##### Supplied data #####

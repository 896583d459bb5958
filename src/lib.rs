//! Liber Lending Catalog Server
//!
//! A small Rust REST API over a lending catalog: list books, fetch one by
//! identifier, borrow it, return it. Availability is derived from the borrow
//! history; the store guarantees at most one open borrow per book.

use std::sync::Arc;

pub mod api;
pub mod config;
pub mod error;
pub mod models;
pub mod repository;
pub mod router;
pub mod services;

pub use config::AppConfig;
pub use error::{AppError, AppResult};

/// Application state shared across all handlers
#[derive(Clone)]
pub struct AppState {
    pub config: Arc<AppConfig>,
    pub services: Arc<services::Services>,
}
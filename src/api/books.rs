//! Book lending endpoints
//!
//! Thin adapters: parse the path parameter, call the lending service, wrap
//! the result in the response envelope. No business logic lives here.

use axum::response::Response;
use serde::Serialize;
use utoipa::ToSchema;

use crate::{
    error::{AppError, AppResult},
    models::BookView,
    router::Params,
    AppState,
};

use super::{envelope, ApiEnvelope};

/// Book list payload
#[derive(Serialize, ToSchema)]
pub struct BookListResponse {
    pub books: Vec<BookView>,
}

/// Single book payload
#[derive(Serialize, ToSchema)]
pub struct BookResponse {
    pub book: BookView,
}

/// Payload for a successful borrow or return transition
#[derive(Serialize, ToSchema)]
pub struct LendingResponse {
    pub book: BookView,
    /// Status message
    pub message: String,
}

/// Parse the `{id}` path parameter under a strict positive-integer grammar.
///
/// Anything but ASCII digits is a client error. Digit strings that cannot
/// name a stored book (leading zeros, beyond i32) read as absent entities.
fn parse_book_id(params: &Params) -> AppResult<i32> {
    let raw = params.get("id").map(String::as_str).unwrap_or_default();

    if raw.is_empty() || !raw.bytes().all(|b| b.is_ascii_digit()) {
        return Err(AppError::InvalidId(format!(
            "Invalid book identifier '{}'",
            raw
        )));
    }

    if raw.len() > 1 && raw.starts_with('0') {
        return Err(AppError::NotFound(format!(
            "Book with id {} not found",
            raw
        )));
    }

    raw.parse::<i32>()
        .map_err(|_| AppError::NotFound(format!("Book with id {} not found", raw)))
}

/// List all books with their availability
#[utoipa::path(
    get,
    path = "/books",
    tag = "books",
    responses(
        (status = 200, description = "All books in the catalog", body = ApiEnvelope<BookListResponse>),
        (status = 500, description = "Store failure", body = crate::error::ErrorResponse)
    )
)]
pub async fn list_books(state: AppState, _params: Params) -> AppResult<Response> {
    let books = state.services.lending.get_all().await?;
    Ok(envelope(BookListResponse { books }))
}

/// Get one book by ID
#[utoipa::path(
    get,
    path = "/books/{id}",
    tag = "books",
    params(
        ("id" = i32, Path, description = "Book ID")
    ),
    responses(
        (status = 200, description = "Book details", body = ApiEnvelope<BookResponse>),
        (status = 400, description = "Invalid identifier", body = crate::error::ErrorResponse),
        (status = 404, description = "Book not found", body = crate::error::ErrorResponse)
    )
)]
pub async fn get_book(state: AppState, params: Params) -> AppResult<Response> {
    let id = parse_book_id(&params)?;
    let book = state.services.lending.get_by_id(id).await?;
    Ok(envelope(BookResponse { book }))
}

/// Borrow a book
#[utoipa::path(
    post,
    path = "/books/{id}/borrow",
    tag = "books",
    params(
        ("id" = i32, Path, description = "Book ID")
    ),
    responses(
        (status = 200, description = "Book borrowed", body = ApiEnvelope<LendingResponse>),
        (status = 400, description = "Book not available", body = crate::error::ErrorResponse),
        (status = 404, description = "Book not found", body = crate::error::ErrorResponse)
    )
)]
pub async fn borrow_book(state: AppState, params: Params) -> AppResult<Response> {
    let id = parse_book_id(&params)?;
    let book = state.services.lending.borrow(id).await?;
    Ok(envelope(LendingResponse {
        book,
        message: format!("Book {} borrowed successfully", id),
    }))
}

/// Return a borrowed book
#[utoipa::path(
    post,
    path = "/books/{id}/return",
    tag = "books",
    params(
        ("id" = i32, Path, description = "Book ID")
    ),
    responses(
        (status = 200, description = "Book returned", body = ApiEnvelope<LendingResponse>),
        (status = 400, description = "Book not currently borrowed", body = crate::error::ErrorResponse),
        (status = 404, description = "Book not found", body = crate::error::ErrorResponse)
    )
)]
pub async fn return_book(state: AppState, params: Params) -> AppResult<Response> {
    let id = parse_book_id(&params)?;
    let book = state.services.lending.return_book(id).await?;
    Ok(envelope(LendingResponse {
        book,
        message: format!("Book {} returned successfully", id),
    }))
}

#####
##### Supplied data #####

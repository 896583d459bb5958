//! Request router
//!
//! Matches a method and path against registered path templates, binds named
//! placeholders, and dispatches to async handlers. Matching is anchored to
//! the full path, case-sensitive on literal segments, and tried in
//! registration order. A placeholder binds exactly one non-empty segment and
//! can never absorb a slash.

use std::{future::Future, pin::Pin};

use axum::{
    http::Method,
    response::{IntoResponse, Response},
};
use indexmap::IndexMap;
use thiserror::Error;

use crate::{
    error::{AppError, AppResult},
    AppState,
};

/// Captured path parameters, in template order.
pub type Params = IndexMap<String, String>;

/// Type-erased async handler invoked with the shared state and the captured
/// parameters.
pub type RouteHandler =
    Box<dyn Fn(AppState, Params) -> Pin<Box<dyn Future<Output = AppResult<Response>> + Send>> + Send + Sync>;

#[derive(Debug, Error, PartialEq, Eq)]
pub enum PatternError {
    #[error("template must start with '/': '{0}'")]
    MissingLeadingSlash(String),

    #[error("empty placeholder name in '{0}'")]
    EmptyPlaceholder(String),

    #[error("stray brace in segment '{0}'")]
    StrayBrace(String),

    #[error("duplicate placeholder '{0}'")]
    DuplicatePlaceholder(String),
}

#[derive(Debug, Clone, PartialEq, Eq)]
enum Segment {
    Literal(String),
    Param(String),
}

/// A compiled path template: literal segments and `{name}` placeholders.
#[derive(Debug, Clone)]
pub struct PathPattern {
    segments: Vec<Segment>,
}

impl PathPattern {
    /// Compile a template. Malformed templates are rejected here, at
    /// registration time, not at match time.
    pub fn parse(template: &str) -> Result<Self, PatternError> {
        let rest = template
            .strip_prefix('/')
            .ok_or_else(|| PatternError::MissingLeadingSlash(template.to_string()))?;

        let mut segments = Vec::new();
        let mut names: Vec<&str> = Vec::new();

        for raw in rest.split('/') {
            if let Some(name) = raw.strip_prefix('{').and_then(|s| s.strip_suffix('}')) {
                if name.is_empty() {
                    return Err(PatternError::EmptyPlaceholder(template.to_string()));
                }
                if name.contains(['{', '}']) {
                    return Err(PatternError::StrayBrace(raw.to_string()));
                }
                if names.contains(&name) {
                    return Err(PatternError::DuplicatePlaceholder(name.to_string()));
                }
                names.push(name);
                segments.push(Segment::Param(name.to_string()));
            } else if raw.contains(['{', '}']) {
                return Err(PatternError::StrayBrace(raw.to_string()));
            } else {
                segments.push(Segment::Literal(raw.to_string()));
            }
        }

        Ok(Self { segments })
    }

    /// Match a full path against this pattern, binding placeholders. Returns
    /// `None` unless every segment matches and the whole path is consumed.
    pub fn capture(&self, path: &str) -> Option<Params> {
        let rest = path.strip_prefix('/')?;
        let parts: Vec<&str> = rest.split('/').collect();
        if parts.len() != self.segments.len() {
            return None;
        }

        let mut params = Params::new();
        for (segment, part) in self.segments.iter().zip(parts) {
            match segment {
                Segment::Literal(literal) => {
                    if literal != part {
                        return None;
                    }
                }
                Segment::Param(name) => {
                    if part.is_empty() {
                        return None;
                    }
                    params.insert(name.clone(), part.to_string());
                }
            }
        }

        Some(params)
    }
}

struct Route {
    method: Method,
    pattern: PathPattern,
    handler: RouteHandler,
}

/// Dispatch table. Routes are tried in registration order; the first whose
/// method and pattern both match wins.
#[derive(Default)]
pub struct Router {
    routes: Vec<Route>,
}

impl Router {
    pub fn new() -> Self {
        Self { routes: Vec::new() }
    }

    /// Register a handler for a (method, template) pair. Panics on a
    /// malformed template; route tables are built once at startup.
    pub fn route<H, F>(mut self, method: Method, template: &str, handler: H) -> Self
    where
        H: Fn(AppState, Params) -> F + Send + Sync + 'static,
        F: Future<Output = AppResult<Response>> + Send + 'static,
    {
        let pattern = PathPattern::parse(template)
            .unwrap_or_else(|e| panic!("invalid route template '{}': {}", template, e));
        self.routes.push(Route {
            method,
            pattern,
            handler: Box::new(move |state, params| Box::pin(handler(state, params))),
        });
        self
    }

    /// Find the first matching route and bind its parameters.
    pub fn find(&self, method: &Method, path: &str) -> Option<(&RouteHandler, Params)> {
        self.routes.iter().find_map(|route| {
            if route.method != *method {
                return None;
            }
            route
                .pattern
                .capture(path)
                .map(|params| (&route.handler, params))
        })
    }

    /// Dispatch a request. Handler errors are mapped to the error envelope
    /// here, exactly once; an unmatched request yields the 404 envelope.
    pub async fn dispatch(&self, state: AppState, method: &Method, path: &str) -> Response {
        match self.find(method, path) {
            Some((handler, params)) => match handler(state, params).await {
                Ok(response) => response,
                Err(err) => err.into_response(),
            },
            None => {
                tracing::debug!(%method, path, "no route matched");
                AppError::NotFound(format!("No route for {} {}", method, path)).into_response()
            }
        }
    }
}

#####

### Task to carry out
What lines of the material above include "static"? Copy each one.

### Answer below
        H: Fn(AppState, Params) -> F + Send + Sync + 'static,
        F: Future<Output = AppResult<Response>> + Send + 'static,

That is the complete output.